Visi Dhamma berarti bahwa seseorang memiliki pemahaman dasar tentang Empat Kebenaran Mulia dan menyadari bahwa "Segala subjek dari bentukan/kelahiran adalah subjek daripada penghentian/kematian." Orang yang demikian telah memahami Dhamma (secara mendasar), melampaui keraguan dan telah menjadi tidak bergantungan terhadap yang lain dalam ajaran Buddha. Dia melihat ketidakkekalan dalam segala sesuatu di dunia dan keberadaan tersebut adalah dukkha.

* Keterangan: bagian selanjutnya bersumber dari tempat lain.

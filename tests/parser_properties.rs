use proptest::prelude::*;
use sudb::command::{Command, VarScope};

proptest! {
    #[test]
    fn console_parse_is_total_and_deterministic(line in "\\PC*") {
        let first = Command::parse_console(&line);
        let second = Command::parse_console(&line);
        prop_assert_eq!(first, second);
    }

    #[test]
    fn console_never_yields_wire_only_forms(line in "\\PC*") {
        let cmd = Command::parse_console(&line);
        let is_wire_only = matches!(
            cmd,
            Command::Start | Command::Exit | Command::ThreadList | Command::Frame { .. }
        );
        prop_assert!(!is_wire_only);
    }

    #[test]
    fn wire_never_yields_console_only_forms(line in "\\PC*") {
        let cmd = Command::parse_wire(&line);
        let is_console_only = matches!(
            cmd,
            Command::Help
                | Command::FrameUp
                | Command::FrameDown
                | Command::ListSource
                | Command::ListBreakpoints
        );
        prop_assert!(!is_console_only);
    }

    #[test]
    fn breakpoint_lines_parse_in_both_dialects(
        file in "[a-zA-Z0-9_/]{1,12}",
        line in 1u64..100_000u64,
    ) {
        prop_assert_eq!(
            Command::parse_wire(&format!("b {file}:{line}")),
            Command::AddBreakpoint { file: Some(file.clone()), line }
        );
        prop_assert_eq!(
            Command::parse_console(&format!("break {file}:{line}")),
            Command::AddBreakpoint { file: Some(file), line }
        );
    }

    #[test]
    fn delete_lines_parse_their_index(index in 0u64..1_000_000_000u64) {
        prop_assert_eq!(
            Command::parse_console(&format!("del {index}")),
            Command::DeleteBreakpoint { index }
        );
        prop_assert_eq!(
            Command::parse_wire(&format!("delete {index}")),
            Command::DeleteBreakpoint { index }
        );
    }

    #[test]
    fn instance_ids_parse_as_hex(object_id in 0u64..u64::MAX / 2) {
        prop_assert_eq!(
            Command::parse_wire(&format!("v i {object_id:x}")),
            Command::Vars { scope: VarScope::Instance(object_id) }
        );
        prop_assert_eq!(
            Command::parse_console(&format!("var instance 0x{object_id:x}")),
            Command::Vars { scope: VarScope::Instance(object_id) }
        );
    }
}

Kamma vipaka. Aspek lain dan pandangan benar adalah memahami Kamma vipaka. Segala tindakan yang dilakukan dengan kesengajaan melalui tubuh, ucapan dan pikiran adalah kamma. Dengan demikian semua kemauan/kehendak bajik dan tak bajik adalah kamma. "Saya nyatakan, para bhikkhu, bahwa kemauan (atau kehendak) adalah kamma. Dengan kehendak seseorang bertindak dengan jasmani, ucapan dan pikiran."  Demikianlah keheridak adalah kondisi yang paling dibutuhkan untuk menghasilkan kamma. Hukum kamma vipaka menyatakan bahwa segala ... tindakan yang disertai kehendak, memiliki akibat yang menyertainya (vipaka).
"Pikiran adalah pelopor dari segala kondisi (yang jahat). Pikiran adalah pemimpin, pikiran adalah pembentuk. Bila seseorang berbicara atau berbuat dengan pikiran jahat, maka oleh karenanya, penderitaan akan mengikutinya, bagaikan roda pedati yang mengikuti langkah kaki lembu yang menariknya.”
"Pikiran adalah pelopor dari segala kondisi (yang bajik). Pikiran adalah pemimpin, pikiran adalah pembentuk. Bila seseorang berbicara atau berbuat dengan pikiran murni, maka oleh karenanya, kebahagiaan akan mengikutinya, bagaikan bayang-bayang yang tidak pernah meninggalkan bendanya."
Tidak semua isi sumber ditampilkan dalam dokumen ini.